[Entries taken from a collection]
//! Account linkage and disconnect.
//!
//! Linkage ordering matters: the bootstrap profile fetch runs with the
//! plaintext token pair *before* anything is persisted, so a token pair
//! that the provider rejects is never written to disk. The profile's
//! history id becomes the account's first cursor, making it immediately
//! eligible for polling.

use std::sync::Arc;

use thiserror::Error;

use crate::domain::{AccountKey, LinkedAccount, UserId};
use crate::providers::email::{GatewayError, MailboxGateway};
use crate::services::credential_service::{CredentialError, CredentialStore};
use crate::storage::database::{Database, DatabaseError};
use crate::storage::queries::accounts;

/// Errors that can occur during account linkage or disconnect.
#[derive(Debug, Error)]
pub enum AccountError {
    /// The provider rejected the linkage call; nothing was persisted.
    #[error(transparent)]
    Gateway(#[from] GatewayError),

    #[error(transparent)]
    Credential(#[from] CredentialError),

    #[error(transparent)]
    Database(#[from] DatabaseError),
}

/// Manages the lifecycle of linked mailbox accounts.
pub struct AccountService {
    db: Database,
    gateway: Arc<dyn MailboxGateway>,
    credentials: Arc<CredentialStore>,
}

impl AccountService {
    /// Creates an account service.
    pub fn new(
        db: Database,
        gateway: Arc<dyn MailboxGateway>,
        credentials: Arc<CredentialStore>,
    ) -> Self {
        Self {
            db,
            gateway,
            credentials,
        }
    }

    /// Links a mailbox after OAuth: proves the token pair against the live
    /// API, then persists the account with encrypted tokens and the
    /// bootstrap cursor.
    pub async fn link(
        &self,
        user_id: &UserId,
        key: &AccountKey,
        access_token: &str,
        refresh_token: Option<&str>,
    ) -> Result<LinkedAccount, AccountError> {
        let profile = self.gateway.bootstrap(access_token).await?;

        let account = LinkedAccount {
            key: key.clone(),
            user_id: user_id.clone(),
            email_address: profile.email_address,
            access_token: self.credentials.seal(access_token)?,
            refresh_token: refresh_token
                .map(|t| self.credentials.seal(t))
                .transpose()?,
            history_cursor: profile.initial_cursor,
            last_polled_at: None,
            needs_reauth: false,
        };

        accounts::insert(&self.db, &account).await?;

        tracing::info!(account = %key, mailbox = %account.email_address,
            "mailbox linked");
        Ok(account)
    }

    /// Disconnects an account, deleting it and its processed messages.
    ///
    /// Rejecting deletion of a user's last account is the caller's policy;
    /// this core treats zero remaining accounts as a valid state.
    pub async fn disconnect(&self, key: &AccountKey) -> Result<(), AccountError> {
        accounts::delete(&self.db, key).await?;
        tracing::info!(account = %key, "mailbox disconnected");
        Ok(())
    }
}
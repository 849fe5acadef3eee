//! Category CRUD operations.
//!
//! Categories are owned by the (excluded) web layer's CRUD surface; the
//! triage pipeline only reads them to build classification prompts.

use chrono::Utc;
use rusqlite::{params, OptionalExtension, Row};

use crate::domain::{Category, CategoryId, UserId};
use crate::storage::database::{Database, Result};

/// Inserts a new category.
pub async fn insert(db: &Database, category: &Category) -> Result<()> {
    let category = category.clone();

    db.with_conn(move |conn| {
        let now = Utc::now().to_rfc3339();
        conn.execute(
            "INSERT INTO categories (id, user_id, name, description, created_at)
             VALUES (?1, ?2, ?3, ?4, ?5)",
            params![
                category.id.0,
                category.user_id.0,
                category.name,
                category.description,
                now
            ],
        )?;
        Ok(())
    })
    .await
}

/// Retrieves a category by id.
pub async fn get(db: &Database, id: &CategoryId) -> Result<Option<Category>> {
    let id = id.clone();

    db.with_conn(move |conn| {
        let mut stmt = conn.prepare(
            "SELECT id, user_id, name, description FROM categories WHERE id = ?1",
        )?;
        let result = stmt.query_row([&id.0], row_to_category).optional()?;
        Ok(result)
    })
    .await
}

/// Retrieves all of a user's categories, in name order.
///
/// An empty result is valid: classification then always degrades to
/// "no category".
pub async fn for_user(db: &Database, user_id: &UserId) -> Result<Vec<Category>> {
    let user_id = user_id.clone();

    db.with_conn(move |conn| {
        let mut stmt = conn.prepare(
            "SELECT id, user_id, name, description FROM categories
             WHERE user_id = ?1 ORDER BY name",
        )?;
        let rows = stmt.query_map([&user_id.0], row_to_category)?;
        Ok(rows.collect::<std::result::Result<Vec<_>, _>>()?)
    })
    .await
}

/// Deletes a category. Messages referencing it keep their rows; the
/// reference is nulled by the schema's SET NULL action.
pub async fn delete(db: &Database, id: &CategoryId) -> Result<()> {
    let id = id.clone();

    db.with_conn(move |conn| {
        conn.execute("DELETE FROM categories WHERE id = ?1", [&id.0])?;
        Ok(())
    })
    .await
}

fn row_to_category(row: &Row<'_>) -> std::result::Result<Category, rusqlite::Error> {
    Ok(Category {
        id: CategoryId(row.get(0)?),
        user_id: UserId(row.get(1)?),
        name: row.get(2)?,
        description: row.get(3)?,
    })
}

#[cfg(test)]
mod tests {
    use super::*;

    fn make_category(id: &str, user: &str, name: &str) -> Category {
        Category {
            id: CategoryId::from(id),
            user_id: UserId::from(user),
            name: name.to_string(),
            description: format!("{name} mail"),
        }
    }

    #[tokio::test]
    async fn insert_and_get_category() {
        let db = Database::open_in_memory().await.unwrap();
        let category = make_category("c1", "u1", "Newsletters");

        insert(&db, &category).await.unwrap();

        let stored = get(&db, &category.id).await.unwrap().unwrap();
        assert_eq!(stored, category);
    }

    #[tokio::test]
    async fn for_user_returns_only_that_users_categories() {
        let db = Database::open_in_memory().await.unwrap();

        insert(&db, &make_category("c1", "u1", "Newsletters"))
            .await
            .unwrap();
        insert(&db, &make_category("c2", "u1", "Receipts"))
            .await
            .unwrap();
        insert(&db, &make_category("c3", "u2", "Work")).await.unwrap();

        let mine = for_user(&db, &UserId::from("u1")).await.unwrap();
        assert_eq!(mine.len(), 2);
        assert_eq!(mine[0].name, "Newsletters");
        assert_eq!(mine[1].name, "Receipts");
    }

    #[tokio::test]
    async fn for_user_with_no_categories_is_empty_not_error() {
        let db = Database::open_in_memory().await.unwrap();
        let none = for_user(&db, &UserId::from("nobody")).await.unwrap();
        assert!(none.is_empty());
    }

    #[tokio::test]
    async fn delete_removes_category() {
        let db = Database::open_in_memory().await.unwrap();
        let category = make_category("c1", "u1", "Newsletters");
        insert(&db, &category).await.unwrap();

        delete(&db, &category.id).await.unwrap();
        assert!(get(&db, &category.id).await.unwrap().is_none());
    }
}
* * *
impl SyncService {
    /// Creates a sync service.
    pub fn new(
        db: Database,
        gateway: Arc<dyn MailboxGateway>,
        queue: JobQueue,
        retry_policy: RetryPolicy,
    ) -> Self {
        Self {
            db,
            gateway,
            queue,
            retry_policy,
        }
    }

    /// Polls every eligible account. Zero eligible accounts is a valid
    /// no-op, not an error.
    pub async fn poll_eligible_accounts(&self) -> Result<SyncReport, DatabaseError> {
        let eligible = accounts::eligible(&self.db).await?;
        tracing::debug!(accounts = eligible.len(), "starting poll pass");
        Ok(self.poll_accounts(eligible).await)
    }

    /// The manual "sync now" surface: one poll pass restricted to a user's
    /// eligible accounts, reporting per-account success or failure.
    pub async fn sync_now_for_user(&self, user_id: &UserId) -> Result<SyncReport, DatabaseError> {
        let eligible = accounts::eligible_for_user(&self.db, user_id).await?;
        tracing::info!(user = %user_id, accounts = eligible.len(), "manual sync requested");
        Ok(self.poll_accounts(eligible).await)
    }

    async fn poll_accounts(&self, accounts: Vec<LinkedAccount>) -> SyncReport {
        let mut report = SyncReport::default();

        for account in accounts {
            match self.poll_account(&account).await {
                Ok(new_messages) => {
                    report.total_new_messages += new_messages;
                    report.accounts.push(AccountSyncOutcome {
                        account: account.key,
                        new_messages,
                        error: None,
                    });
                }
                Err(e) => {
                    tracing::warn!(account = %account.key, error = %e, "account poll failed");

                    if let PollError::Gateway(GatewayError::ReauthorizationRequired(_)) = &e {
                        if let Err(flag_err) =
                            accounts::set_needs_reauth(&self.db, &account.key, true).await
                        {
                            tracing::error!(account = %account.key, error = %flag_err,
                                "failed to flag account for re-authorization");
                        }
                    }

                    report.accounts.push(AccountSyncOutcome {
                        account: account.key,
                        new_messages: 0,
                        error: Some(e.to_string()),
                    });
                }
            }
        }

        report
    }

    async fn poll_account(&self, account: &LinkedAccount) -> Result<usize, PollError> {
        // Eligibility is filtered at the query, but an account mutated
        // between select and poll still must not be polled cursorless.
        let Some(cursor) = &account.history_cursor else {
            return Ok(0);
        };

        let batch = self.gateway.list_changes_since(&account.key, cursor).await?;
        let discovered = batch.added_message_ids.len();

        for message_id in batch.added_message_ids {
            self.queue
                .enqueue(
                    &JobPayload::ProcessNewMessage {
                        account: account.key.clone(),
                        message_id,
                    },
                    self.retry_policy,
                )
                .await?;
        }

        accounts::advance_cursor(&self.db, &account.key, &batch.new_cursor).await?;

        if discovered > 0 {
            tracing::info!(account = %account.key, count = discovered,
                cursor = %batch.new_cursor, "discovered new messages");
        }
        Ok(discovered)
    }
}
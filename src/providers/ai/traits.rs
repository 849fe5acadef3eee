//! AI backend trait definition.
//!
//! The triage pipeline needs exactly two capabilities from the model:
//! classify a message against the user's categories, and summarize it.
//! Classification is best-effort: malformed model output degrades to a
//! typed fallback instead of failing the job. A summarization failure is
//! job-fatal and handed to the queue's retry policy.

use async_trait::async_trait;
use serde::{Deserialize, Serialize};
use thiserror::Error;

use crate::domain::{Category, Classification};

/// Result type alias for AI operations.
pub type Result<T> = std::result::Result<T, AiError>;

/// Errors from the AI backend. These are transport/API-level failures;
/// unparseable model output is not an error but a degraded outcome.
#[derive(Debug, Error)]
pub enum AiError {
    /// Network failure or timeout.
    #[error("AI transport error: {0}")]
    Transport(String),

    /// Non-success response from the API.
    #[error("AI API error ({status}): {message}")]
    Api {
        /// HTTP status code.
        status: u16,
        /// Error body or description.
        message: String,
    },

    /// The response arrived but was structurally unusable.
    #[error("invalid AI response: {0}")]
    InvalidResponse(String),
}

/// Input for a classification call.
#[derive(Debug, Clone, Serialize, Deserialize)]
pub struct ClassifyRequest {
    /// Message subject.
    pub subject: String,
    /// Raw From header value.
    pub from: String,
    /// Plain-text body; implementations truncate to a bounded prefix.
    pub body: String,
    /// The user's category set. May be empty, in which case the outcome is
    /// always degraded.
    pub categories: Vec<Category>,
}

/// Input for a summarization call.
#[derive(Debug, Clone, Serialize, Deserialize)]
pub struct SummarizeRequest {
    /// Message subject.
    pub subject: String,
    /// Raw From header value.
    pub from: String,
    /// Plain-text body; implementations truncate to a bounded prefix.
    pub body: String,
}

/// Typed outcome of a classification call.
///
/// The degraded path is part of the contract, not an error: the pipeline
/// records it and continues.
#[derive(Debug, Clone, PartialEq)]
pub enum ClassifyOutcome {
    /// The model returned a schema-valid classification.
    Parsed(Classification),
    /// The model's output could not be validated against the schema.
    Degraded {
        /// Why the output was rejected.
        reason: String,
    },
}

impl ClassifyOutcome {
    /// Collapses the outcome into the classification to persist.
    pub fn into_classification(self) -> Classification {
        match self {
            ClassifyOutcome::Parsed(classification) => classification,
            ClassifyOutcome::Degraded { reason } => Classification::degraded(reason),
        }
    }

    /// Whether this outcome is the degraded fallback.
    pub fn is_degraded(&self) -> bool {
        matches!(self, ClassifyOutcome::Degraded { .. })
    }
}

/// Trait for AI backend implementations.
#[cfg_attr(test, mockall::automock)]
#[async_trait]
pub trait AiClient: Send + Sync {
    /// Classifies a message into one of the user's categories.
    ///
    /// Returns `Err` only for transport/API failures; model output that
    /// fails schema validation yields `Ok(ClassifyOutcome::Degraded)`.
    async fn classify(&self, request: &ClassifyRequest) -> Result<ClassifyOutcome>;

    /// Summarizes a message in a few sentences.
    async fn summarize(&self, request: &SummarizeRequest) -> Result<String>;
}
--
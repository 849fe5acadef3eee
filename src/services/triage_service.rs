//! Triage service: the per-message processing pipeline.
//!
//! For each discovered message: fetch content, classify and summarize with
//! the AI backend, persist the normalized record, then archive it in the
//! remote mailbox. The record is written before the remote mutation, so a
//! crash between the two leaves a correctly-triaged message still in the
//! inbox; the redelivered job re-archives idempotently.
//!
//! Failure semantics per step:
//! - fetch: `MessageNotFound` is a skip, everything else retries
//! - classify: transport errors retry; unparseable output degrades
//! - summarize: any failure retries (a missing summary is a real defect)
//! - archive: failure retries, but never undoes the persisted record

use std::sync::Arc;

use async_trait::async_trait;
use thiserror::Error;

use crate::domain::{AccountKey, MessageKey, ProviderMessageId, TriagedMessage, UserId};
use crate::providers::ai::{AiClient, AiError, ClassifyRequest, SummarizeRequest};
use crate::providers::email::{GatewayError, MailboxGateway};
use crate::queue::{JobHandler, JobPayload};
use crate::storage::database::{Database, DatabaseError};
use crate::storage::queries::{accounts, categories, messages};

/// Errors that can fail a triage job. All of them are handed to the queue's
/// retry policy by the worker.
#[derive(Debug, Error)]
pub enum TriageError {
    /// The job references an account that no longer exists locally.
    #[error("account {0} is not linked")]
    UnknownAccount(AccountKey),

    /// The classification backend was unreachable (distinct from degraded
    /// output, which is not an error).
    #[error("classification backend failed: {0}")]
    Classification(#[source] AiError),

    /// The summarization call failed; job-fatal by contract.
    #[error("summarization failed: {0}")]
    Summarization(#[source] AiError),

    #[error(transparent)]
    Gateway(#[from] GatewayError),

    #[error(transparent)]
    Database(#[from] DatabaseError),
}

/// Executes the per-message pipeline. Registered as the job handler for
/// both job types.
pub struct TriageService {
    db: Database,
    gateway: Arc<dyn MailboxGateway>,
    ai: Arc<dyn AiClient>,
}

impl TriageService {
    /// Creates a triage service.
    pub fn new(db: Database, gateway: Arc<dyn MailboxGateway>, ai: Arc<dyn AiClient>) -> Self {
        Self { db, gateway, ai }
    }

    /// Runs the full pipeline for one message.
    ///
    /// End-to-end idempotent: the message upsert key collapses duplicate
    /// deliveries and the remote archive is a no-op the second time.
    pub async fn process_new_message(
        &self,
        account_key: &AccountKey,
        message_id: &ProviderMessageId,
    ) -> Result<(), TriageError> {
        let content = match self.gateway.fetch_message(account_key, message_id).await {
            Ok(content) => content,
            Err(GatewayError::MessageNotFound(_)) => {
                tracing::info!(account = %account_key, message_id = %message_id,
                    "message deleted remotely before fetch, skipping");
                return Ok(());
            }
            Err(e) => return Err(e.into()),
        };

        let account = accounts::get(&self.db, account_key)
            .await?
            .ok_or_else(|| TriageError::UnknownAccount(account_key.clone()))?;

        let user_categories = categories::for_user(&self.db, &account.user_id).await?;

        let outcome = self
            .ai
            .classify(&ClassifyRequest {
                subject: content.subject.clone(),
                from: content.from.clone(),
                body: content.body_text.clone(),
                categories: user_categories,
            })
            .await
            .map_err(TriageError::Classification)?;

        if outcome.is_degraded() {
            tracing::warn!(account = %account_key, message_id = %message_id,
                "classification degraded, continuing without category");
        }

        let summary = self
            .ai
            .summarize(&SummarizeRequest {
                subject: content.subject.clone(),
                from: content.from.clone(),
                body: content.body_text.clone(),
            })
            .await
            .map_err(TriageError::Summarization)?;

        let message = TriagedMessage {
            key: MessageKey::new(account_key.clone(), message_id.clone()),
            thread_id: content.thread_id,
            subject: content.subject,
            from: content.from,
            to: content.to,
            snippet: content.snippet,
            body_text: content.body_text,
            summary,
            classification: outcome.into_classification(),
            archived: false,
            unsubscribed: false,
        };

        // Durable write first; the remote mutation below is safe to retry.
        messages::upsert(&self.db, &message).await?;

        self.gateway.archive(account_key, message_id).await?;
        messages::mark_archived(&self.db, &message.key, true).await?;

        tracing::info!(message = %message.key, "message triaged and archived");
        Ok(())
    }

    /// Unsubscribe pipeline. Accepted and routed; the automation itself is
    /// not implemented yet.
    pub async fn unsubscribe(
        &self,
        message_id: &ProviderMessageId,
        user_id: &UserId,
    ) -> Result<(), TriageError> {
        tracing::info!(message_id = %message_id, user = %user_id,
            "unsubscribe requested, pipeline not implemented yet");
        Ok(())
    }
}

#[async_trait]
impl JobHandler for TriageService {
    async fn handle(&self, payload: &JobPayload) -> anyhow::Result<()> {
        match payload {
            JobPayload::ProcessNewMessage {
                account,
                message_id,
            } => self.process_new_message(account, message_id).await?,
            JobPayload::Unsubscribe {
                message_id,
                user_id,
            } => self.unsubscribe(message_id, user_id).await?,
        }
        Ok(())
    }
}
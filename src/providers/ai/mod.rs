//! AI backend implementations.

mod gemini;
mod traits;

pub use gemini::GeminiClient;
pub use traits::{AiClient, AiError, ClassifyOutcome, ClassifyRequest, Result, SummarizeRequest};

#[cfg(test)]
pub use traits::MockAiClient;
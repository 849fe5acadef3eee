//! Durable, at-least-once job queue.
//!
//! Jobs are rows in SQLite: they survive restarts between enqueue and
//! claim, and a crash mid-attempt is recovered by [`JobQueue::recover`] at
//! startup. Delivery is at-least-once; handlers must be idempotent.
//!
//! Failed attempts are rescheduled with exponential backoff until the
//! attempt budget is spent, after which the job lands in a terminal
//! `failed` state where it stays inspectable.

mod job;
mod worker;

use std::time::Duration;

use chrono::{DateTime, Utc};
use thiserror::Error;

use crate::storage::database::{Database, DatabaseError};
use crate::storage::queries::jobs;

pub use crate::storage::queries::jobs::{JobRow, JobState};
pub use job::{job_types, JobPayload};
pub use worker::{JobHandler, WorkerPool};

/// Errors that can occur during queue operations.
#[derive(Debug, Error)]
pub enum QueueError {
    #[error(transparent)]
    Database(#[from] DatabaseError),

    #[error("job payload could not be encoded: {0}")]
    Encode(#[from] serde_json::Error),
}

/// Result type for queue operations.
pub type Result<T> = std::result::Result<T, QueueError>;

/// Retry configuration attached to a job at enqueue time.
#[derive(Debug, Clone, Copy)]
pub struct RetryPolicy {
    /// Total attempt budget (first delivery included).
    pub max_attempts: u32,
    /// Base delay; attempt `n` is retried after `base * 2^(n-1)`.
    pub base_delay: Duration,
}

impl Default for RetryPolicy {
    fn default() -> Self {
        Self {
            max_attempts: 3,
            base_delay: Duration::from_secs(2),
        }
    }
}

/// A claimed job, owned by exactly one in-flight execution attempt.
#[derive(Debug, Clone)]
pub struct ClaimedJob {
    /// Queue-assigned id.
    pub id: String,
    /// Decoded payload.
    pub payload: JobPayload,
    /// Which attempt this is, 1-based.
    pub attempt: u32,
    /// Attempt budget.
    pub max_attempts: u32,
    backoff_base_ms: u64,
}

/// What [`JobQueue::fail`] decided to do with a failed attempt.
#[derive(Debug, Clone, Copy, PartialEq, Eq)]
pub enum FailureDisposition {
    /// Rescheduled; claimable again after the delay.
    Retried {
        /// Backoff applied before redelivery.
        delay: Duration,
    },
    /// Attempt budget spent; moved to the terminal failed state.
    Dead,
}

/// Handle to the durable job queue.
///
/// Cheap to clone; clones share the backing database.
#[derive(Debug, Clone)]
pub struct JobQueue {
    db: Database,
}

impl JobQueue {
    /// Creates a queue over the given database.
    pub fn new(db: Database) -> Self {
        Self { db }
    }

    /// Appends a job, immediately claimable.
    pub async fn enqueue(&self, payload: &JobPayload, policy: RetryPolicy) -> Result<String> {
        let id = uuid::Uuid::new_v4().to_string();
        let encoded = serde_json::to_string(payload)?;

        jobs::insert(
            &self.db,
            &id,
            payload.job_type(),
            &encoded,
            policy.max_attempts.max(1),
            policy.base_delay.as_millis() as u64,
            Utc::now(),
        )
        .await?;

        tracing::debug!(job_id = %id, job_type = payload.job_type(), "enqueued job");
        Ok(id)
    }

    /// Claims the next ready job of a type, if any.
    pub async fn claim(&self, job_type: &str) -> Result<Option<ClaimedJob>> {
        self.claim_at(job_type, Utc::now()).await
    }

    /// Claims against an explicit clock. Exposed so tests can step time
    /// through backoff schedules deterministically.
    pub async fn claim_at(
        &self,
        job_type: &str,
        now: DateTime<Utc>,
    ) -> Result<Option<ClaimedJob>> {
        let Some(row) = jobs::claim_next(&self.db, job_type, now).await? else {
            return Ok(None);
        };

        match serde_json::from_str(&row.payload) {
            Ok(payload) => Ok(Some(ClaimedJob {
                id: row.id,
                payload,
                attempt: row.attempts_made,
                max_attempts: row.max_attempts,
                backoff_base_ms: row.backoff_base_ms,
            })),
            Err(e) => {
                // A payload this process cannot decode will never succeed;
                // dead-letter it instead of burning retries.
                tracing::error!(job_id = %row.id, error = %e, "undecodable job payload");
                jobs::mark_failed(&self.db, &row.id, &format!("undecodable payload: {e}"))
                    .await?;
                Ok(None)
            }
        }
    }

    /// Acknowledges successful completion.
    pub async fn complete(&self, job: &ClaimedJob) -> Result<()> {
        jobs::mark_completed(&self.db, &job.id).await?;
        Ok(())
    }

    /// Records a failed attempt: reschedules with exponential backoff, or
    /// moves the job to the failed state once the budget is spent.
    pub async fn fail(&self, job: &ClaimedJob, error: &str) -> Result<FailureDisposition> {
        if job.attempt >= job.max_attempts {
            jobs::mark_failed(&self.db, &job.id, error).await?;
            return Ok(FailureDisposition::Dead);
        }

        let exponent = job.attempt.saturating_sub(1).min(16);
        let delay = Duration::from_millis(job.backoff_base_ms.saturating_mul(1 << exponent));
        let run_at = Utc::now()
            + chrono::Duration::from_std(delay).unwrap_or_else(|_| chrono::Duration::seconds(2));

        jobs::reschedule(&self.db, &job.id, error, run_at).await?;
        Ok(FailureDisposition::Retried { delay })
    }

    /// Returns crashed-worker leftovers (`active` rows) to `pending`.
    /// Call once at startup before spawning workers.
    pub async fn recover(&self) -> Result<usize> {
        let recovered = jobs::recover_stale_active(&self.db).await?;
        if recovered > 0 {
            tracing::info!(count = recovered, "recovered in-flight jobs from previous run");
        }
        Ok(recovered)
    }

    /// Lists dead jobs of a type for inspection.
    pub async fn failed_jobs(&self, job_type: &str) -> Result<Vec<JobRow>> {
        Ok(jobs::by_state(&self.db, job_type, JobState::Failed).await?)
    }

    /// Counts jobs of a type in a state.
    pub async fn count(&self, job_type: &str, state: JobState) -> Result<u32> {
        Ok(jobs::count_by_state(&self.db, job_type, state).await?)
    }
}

ASSIGNMENT - Count how many lines of the data include the word "source". Your reply should be that number alone.

ANSWER AREA - 2